RECORDS SUPPLIED section start

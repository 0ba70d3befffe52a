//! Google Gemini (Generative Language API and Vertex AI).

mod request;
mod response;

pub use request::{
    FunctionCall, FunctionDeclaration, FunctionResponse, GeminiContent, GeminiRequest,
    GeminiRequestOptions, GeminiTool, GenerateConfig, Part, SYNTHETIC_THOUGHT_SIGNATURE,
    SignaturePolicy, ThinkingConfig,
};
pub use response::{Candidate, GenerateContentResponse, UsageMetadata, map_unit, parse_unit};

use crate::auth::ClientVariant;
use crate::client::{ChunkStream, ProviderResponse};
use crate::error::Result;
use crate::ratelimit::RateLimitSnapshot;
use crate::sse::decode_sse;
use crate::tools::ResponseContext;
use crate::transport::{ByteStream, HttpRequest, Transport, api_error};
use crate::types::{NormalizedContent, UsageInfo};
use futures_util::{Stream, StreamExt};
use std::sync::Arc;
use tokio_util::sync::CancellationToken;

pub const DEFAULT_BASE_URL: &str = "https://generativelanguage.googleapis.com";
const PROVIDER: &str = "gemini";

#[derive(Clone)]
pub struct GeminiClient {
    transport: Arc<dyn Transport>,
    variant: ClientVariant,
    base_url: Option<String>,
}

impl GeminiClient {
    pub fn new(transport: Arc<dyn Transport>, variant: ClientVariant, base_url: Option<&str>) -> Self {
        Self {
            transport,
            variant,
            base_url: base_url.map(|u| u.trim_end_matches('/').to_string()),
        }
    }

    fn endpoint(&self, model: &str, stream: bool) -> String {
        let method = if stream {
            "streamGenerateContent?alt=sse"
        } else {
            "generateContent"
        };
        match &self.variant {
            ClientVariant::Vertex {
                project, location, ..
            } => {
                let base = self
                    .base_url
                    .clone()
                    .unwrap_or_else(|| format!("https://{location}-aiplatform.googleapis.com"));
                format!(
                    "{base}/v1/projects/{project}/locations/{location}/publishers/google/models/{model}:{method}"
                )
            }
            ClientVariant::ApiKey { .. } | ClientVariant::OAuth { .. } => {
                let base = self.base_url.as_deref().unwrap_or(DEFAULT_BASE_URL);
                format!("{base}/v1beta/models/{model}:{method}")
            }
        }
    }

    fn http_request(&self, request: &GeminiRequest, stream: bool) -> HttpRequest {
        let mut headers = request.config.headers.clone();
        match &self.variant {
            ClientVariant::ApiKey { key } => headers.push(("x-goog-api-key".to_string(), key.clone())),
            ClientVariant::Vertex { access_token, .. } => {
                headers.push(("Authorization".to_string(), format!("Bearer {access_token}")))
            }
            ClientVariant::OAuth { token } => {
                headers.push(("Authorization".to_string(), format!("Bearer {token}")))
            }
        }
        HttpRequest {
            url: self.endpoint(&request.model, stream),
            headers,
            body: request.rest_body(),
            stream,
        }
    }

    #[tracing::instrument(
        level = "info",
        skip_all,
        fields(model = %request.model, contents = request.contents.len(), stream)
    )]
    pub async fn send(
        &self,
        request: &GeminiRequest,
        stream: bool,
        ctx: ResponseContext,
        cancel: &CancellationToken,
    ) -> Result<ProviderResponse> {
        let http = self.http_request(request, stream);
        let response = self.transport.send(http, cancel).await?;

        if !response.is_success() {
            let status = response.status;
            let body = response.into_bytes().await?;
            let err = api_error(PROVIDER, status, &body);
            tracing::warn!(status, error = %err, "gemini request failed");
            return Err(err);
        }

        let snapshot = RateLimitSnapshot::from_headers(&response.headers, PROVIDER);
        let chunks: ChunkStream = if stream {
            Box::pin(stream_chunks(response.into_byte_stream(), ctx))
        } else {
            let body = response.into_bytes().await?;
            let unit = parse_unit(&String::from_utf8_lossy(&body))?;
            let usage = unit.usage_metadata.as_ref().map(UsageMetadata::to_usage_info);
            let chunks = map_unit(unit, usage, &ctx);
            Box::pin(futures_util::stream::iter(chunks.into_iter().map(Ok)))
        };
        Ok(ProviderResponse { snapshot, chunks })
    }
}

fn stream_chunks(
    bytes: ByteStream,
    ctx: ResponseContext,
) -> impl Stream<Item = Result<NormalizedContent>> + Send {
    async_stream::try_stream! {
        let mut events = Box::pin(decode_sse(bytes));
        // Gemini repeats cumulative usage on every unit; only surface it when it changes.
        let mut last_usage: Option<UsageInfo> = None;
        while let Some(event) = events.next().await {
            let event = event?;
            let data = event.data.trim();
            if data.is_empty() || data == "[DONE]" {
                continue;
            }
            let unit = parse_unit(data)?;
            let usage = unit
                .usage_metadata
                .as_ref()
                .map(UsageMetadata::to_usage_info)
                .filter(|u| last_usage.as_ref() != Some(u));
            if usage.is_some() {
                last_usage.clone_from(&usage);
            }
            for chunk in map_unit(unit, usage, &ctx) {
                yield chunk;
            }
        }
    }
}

RECORDS SUPPLIED section end

Give back every line of the listing where the word "method" shows up.

_FINISHED TASK_
        let method = if stream {
                    "{base}/v1/projects/{project}/locations/{location}/publishers/google/models/{model}:{method}"
                format!("{base}/v1beta/models/{model}:{method}")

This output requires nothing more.